Content starts

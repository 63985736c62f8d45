use chrono::{DateTime, Utc};
use serde::{Deserialize, Serialize};
use serde_json::Value;
use std::path::Path;
use tokio::fs as async_fs;
use tracing::info;

use crate::error::{Error, Result, StorageError};
use crate::trading::backup::BackupSnapshot;

const REQUIRED_FIELDS: &[&str] = &["version", "timestamp", "riskSettings", "trades"];
const REQUIRED_SETTINGS: &[&str] = &["accountBalance", "maxDrawdown", "lossPerTradePercentage"];
const REQUIRED_TRADE_FIELDS: &[&str] = &["result", "timestamp"];

#[derive(Debug, Clone, PartialEq, Serialize, Deserialize)]
#[serde(rename_all = "camelCase")]
pub struct ExportMetadata {
    pub exported_at: DateTime<Utc>,
    pub trade_count: usize,
    pub app_version: String,
    pub platform: String,
}

/// Export document: a backup snapshot plus a `metadata` block.
#[derive(Debug, Clone, PartialEq, Serialize, Deserialize)]
pub struct ExportFile {
    #[serde(flatten)]
    pub snapshot: BackupSnapshot,
    pub metadata: ExportMetadata,
}

impl ExportFile {
    pub fn new(snapshot: BackupSnapshot, platform: &str) -> Self {
        let metadata = ExportMetadata {
            exported_at: Utc::now(),
            trade_count: snapshot.trades.len(),
            app_version: env!("CARGO_PKG_VERSION").to_string(),
            platform: platform.to_string(),
        };
        Self { snapshot, metadata }
    }
}

fn missing(what: &str) -> Error {
    Error::Validation(format!("import file is missing {}", what))
}

/// Check the shape of an import document and turn it into a snapshot.
/// A single malformed trade rejects the whole file.
pub fn parse_import(json: &str) -> Result<BackupSnapshot> {
    let value: Value = serde_json::from_str(json)
        .map_err(|e| Error::Validation(format!("import file is not valid JSON: {}", e)))?;
    let root = value
        .as_object()
        .ok_or_else(|| Error::Validation("import file must be a JSON object".into()))?;

    for field in REQUIRED_FIELDS {
        if !root.contains_key(*field) {
            return Err(missing(field));
        }
    }

    let settings = root["riskSettings"]
        .as_object()
        .ok_or_else(|| Error::Validation("riskSettings must be an object".into()))?;
    for field in REQUIRED_SETTINGS {
        if !settings.contains_key(*field) {
            return Err(missing(&format!("riskSettings.{}", field)));
        }
    }

    let trades = root["trades"]
        .as_array()
        .ok_or_else(|| Error::Validation("trades must be an array".into()))?;
    for (i, trade) in trades.iter().enumerate() {
        let obj = trade
            .as_object()
            .ok_or_else(|| Error::Validation(format!("trade #{} is not an object", i)))?;
        for field in REQUIRED_TRADE_FIELDS {
            if !obj.contains_key(*field) {
                return Err(missing(&format!("{} on trade #{}", field, i)));
            }
        }
    }

    let snapshot: BackupSnapshot = serde_json::from_value(value)
        .map_err(|e| Error::Validation(format!("import file has invalid values: {}", e)))?;
    snapshot.risk_settings.validate()?;
    if !snapshot.is_structurally_valid() {
        return Err(Error::Validation("import file contains non-finite numbers".into()));
    }
    Ok(snapshot)
}

pub async fn write_export_file(path: impl AsRef<Path>, export: &ExportFile) -> Result<()> {
    let path = path.as_ref();
    let json = serde_json::to_string_pretty(export).map_err(StorageError::from)?;
    if let Some(parent) = path.parent().filter(|p| !p.as_os_str().is_empty()) {
        async_fs::create_dir_all(parent).await.map_err(StorageError::from)?;
    }
    async_fs::write(path, json).await.map_err(StorageError::from)?;
    info!(
        "Exported {} trades to {:?}",
        export.metadata.trade_count, path
    );
    Ok(())
}

pub async fn read_import_file(path: impl AsRef<Path>) -> Result<BackupSnapshot> {
    let content = async_fs::read_to_string(path.as_ref())
        .await
        .map_err(StorageError::from)?;
    parse_import(&content)
}

#[cfg(test)]
mod tests {
    use super::*;
    use crate::test_helpers::{make_trades, sample_profile, temp_dir};

    const VALID: &str = r#"{
        "version": "1.0.0",
        "timestamp": "2024-05-01T12:00:00Z",
        "riskSettings": {"accountBalance": 10000, "maxDrawdown": 500, "lossPerTradePercentage": 5},
        "trades": [
            {"id": 3, "result": -25.5, "timestamp": "2024-05-01T09:00:00Z"},
            {"result": 80, "timestamp": "2024-05-01T10:00:00Z"}
        ],
        "metadata": {"exportedAt": "2024-05-01T12:00:00Z"}
    }"#;

    #[test]
    fn accepts_minimal_valid_file() {
        let snapshot = parse_import(VALID).unwrap();
        assert_eq!(snapshot.trades.len(), 2);
        assert_eq!(snapshot.risk_settings.current_balance, 10_000.0);
        assert_eq!(snapshot.risk_settings.current_drawdown_threshold, -500.0);
    }

    #[test]
    fn rejects_missing_top_level_field() {
        let mut v: Value = serde_json::from_str(VALID).unwrap();
        v.as_object_mut().unwrap().remove("version");
        let err = parse_import(&v.to_string()).unwrap_err();
        assert!(err.to_string().contains("version"));
    }

    #[test]
    fn rejects_missing_settings_field() {
        let mut v: Value = serde_json::from_str(VALID).unwrap();
        v["riskSettings"].as_object_mut().unwrap().remove("lossPerTradePercentage");
        assert!(matches!(parse_import(&v.to_string()), Err(Error::Validation(_))));
    }

    #[test]
    fn one_bad_trade_rejects_whole_file() {
        let mut v: Value = serde_json::from_str(VALID).unwrap();
        v["trades"][1].as_object_mut().unwrap().remove("timestamp");
        let err = parse_import(&v.to_string()).unwrap_err();
        assert!(err.to_string().contains("trade #1"));
    }

    #[test]
    fn rejects_out_of_range_settings() {
        let mut v: Value = serde_json::from_str(VALID).unwrap();
        v["riskSettings"]["maxDrawdown"] = Value::from(20_000);
        assert!(matches!(parse_import(&v.to_string()), Err(Error::Validation(_))));
    }

    #[tokio::test]
    async fn export_file_reads_back() {
        let dir = temp_dir("transfer");
        let path = dir.join("export.json");
        let snapshot = BackupSnapshot::new("1.0.0", &sample_profile(), &make_trades(&[10.0, -5.0]));
        let export = ExportFile::new(snapshot.clone(), "memory");
        write_export_file(&path, &export).await.unwrap();

        let raw = tokio::fs::read_to_string(&path).await.unwrap();
        let v: Value = serde_json::from_str(&raw).unwrap();
        assert_eq!(v["metadata"]["tradeCount"], 2);
        assert!(v["riskSettings"].is_object());

        let back = read_import_file(&path).await.unwrap();
        assert_eq!(back, snapshot);
    }
}
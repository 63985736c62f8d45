use std::path::{Path, PathBuf};
use std::sync::Arc;
use tracing::info;

use crate::config::{Config, StorageBackend};
use crate::error::{StorageError, StorageResult};
use crate::storage::{
    BackupTier, ConfigStore, FileTier, JsonFileConfigStore, JsonFileTradeStore, MemoryConfigStore,
    MemoryTier, MemoryTradeStore, TradeStore,
};

/// The set of storage backends for one runtime target. Exactly one
/// implementation is picked at startup and handed to the coordinator.
pub trait PlatformPersistence: Send + Sync {
    fn name(&self) -> &'static str;
    fn config_store(&self) -> Arc<dyn ConfigStore>;
    fn trade_store(&self) -> Arc<dyn TradeStore>;
    /// Backup tiers in recovery priority order.
    fn backup_tiers(&self) -> Vec<Arc<dyn BackupTier>>;
}

pub struct MemoryPlatform {
    config: Arc<MemoryConfigStore>,
    trades: Arc<MemoryTradeStore>,
    local: Arc<MemoryTier>,
    session: Arc<MemoryTier>,
}

impl MemoryPlatform {
    pub fn new() -> Self {
        Self {
            config: Arc::new(MemoryConfigStore::new()),
            trades: Arc::new(MemoryTradeStore::new()),
            local: Arc::new(MemoryTier::new("local")),
            session: Arc::new(MemoryTier::new("session")),
        }
    }

    pub fn local_tier(&self) -> Arc<MemoryTier> {
        Arc::clone(&self.local)
    }

    pub fn session_tier(&self) -> Arc<MemoryTier> {
        Arc::clone(&self.session)
    }
}

impl Default for MemoryPlatform {
    fn default() -> Self {
        Self::new()
    }
}

impl PlatformPersistence for MemoryPlatform {
    fn name(&self) -> &'static str {
        "memory"
    }

    fn config_store(&self) -> Arc<dyn ConfigStore> {
        self.config.clone()
    }

    fn trade_store(&self) -> Arc<dyn TradeStore> {
        self.trades.clone()
    }

    fn backup_tiers(&self) -> Vec<Arc<dyn BackupTier>> {
        vec![self.local.clone(), self.session.clone()]
    }
}

/// JSON files under a data directory:
///
/// ```text
/// <data_dir>/settings.json
/// <data_dir>/trades.json
/// <data_dir>/backup/    persistent backup tier
/// <data_dir>/session/   session tier, wiped by `end_session`
/// ```
pub struct FilePlatform {
    data_dir: PathBuf,
    config: Arc<JsonFileConfigStore>,
    trades: Arc<JsonFileTradeStore>,
    backup: Arc<FileTier>,
    session: Arc<FileTier>,
}

impl FilePlatform {
    pub fn new(data_dir: impl AsRef<Path>) -> Self {
        let data_dir = data_dir.as_ref().to_path_buf();
        Self {
            config: Arc::new(JsonFileConfigStore::new(data_dir.join("settings.json"))),
            trades: Arc::new(JsonFileTradeStore::new(data_dir.join("trades.json"))),
            backup: Arc::new(FileTier::new("backup", data_dir.join("backup"))),
            session: Arc::new(FileTier::new("session", data_dir.join("session"))),
            data_dir,
        }
    }

    pub fn data_dir(&self) -> &Path {
        &self.data_dir
    }

    /// Remove the session-scoped tier.
    pub async fn end_session(&self) -> StorageResult<()> {
        match tokio::fs::remove_dir_all(self.session.dir()).await {
            Ok(()) => Ok(()),
            Err(e) if e.kind() == std::io::ErrorKind::NotFound => Ok(()),
            Err(e) => Err(StorageError::Io(e)),
        }
    }
}

impl PlatformPersistence for FilePlatform {
    fn name(&self) -> &'static str {
        "file"
    }

    fn config_store(&self) -> Arc<dyn ConfigStore> {
        self.config.clone()
    }

    fn trade_store(&self) -> Arc<dyn TradeStore> {
        self.trades.clone()
    }

    fn backup_tiers(&self) -> Vec<Arc<dyn BackupTier>> {
        vec![self.backup.clone(), self.session.clone()]
    }
}

pub fn select_platform(cfg: &Config) -> Arc<dyn PlatformPersistence> {
    let platform: Arc<dyn PlatformPersistence> = match cfg.storage_backend {
        StorageBackend::File => Arc::new(FilePlatform::new(&cfg.data_dir)),
        StorageBackend::Memory => Arc::new(MemoryPlatform::new()),
    };
    info!(
        "Storage platform: {} ({} backup tiers)",
        platform.name(),
        platform.backup_tiers().len()
    );
    platform
}
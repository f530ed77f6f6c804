//! Integration tests for the Extractor

#[cfg(test)]
mod tests {
    use crate::{AnalysisPipeline, Extractor, ExtractorConfig, ExtractorError};
    use marginalia_domain::{BookId, BookMetadata};
    use marginalia_llm::{MockProvider, StreamFailure};
    use std::sync::Arc;

    const CHARACTERS: &str = r#"Sure! Here you go:
{"characters": [
    {"name": "Elizabeth Bennet", "aliases": ["Lizzy"], "role": "Main", "description": "Second daughter",
     "relationships": [{"character": "Mr. Darcy", "type": "Love interest", "strength": "9"}]},
    {"name": "Mr. Darcy", "role": "Main",
     "relationships": [{"character": "Elizabeth Bennet", "type": "Admirer", "strength": 8}]},
    {"name": "Jane Bennet", "role": "Supporting"}
]}"#;

    const THEMES: &str = r#"{"themes": [{"name": "Pride"}, {"name": "Prejudice", "description": "First impressions"}],
        "sentiment": {"overall": "positive", "analysis": "Witty and warm"},
        "key_quotes": [{"quote": "It is a truth universally acknowledged...", "speaker": "Narrator"}]}"#;

    fn metadata() -> BookMetadata {
        let mut meta = BookMetadata::unknown(BookId::parse("1342").unwrap());
        meta.title = "Pride and Prejudice".to_string();
        meta.author = "Jane Austen".to_string();
        meta
    }

    fn scripted() -> MockProvider {
        let mut llm = MockProvider::default();
        llm.add_response("Main and supporting characters", CHARACTERS);
        llm.add_response("Key themes in the text", THEMES);
        llm
    }

    fn extractor(llm: &MockProvider, streaming: bool) -> Extractor {
        let config = ExtractorConfig {
            streaming,
            ..ExtractorConfig::default()
        };
        Extractor::new(Arc::new(llm.clone()), config)
    }

    #[tokio::test]
    async fn test_full_analysis_flow() {
        let llm = scripted();
        let pipeline = AnalysisPipeline::new(extractor(&llm, false));

        let text = "It is a truth universally acknowledged. ".repeat(50);
        let record = pipeline.analyze(&text, &metadata()).await.unwrap();

        assert_eq!(record.characters.len(), 3);
        assert_eq!(record.characters[0].relationships[0].strength, Some(9));
        assert_eq!(record.graph.nodes.len(), 3);
        assert_eq!(record.graph.links.len(), 1);
        assert_eq!(record.graph.links[0].kind, "Love interest");
        assert_eq!(record.themes.len(), 2);
        assert_eq!(record.sentiment.overall.as_deref(), Some("positive"));
        assert_eq!(record.key_quotes.len(), 1);

        assert_eq!(llm.call_count(), 2);
        assert_eq!(llm.stream_call_count(), 0);
    }

    #[tokio::test]
    async fn test_prompts_carry_book_identity() {
        let llm = scripted();
        let pipeline = AnalysisPipeline::new(extractor(&llm, false));
        pipeline.analyze("Some text", &metadata()).await.unwrap();

        let prompts = llm.prompts();
        assert_eq!(prompts.len(), 2);
        for prompt in prompts {
            assert!(prompt.contains("\"Pride and Prejudice\" by Jane Austen"));
            assert!(prompt.contains("Some text"));
        }
    }

    #[tokio::test]
    async fn test_streaming_matches_plain_result() {
        let llm = scripted();
        let sample = "Sample";

        let plain = extractor(&llm, false);
        let streamed = extractor(&llm, true);

        assert_eq!(
            plain.characters(sample, &metadata()).await.unwrap(),
            streamed.characters(sample, &metadata()).await.unwrap()
        );
        assert_eq!(
            plain.themes(sample, &metadata()).await.unwrap(),
            streamed.themes(sample, &metadata()).await.unwrap()
        );
        assert_eq!(llm.stream_call_count(), 2);
    }

    #[tokio::test]
    async fn test_stream_refused_falls_back_to_plain() {
        let mut llm = scripted();
        let expected = extractor(&llm, false)
            .characters("Sample", &metadata())
            .await
            .unwrap();
        llm.reset_call_count();

        llm.set_stream_failure(StreamFailure::OnCreate);
        let characters = extractor(&llm, true)
            .characters("Sample", &metadata())
            .await
            .unwrap();

        assert_eq!(characters, expected);
        assert_eq!(llm.stream_call_count(), 1);
        assert_eq!(llm.call_count(), 1);
    }

    #[tokio::test]
    async fn test_stream_broken_midway_falls_back_to_plain() {
        let mut llm = scripted();
        llm.set_stream_failure(StreamFailure::MidStream);

        let report = extractor(&llm, true)
            .themes("Sample", &metadata())
            .await
            .unwrap();

        assert_eq!(report.themes.len(), 2);
        assert_eq!(llm.stream_call_count(), 1);
        assert_eq!(llm.call_count(), 1);
    }

    #[tokio::test]
    async fn test_both_paths_failing_is_an_error() {
        let mut llm = MockProvider::default();
        llm.add_error("Main and supporting characters");
        llm.set_stream_failure(StreamFailure::OnCreate);

        let result = extractor(&llm, true).characters("Sample", &metadata()).await;
        assert!(matches!(result, Err(ExtractorError::Llm(_))));
    }

    #[tokio::test]
    async fn test_unusable_reply_gives_empty_results() {
        let llm = MockProvider::new("I'm sorry, I cannot help with that.");
        let pipeline = AnalysisPipeline::new(extractor(&llm, false));

        let record = pipeline.analyze("Some text", &metadata()).await.unwrap();
        assert!(record.characters.is_empty());
        assert!(record.graph.nodes.is_empty());
        assert!(record.themes.is_empty());
        assert!(record.key_quotes.is_empty());
    }

    #[tokio::test]
    async fn test_sample_budget_bounds_prompt_text() {
        let llm = scripted();
        let config = ExtractorConfig {
            sample_budget: 300,
            excerpt_len: 100,
            streaming: false,
            ..ExtractorConfig::default()
        };
        let pipeline = AnalysisPipeline::new(Extractor::new(Arc::new(llm.clone()), config));

        let text = "§".repeat(100_000);
        pipeline.analyze(&text, &metadata()).await.unwrap();

        for prompt in llm.prompts() {
            let embedded = prompt.chars().filter(|c| *c == '§').count();
            assert!(embedded <= 300, "prompt embedded {} sample chars", embedded);
        }
    }
}
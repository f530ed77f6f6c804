//! Marginalia server CLI
//!
//! Starts the HTTP server for book fetching and analysis.

use clap::Parser;
use marginalia_server::{config::ServerConfig, start_server, ServerError};
use std::path::PathBuf;
use std::process;
use tracing_subscriber::EnvFilter;

#[derive(Parser)]
#[command(
    name = "marginalia-server",
    version,
    about = "Book fetching and LLM literary analysis service"
)]
struct Args {
    /// TOML configuration file
    #[arg(long, env = "MARGINALIA_CONFIG")]
    config: Option<PathBuf>,

    /// Override the bind address
    #[arg(long)]
    bind: Option<String>,

    /// Override the bind port
    #[arg(long, env = "PORT")]
    port: Option<u16>,
}

#[tokio::main]
async fn main() {
    dotenvy::dotenv().ok();

    let env_filter = EnvFilter::try_from_default_env().unwrap_or_else(|_| "info".into());
    tracing_subscriber::fmt().with_env_filter(env_filter).init();

    if let Err(e) = run(Args::parse()).await {
        eprintln!("Error: {}", e);
        process::exit(1);
    }
}

async fn run(args: Args) -> Result<(), ServerError> {
    let mut config = match &args.config {
        Some(path) => ServerConfig::from_file(path)?,
        None => {
            eprintln!("Warning: No config file specified, using defaults");
            ServerConfig::default()
        }
    };

    if let Some(bind) = args.bind {
        config.bind_address = bind;
    }
    if let Some(port) = args.port {
        config.bind_port = port;
    }

    start_server(config).await
}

Content ends

Work order
What you give back must be the stretch above, starting at the line with "assert_eq!(record.graph.nodes.len(), 3);" and ending at the line with "async fn test_stream_refused_falls_back_to_plain()", copied exactly.

Response to the task
        assert_eq!(record.graph.nodes.len(), 3);
        assert_eq!(record.graph.links.len(), 1);
        assert_eq!(record.graph.links[0].kind, "Love interest");
        assert_eq!(record.themes.len(), 2);
        assert_eq!(record.sentiment.overall.as_deref(), Some("positive"));
        assert_eq!(record.key_quotes.len(), 1);

        assert_eq!(llm.call_count(), 2);
        assert_eq!(llm.stream_call_count(), 0);
    }

    #[tokio::test]
    async fn test_prompts_carry_book_identity() {
        let llm = scripted();
        let pipeline = AnalysisPipeline::new(extractor(&llm, false));
        pipeline.analyze("Some text", &metadata()).await.unwrap();

        let prompts = llm.prompts();
        assert_eq!(prompts.len(), 2);
        for prompt in prompts {
            assert!(prompt.contains("\"Pride and Prejudice\" by Jane Austen"));
            assert!(prompt.contains("Some text"));
        }
    }

    #[tokio::test]
    async fn test_streaming_matches_plain_result() {
        let llm = scripted();
        let sample = "Sample";

        let plain = extractor(&llm, false);
        let streamed = extractor(&llm, true);

        assert_eq!(
            plain.characters(sample, &metadata()).await.unwrap(),
            streamed.characters(sample, &metadata()).await.unwrap()
        );
        assert_eq!(
            plain.themes(sample, &metadata()).await.unwrap(),
            streamed.themes(sample, &metadata()).await.unwrap()
        );
        assert_eq!(llm.stream_call_count(), 2);
    }

    #[tokio::test]
    async fn test_stream_refused_falls_back_to_plain() {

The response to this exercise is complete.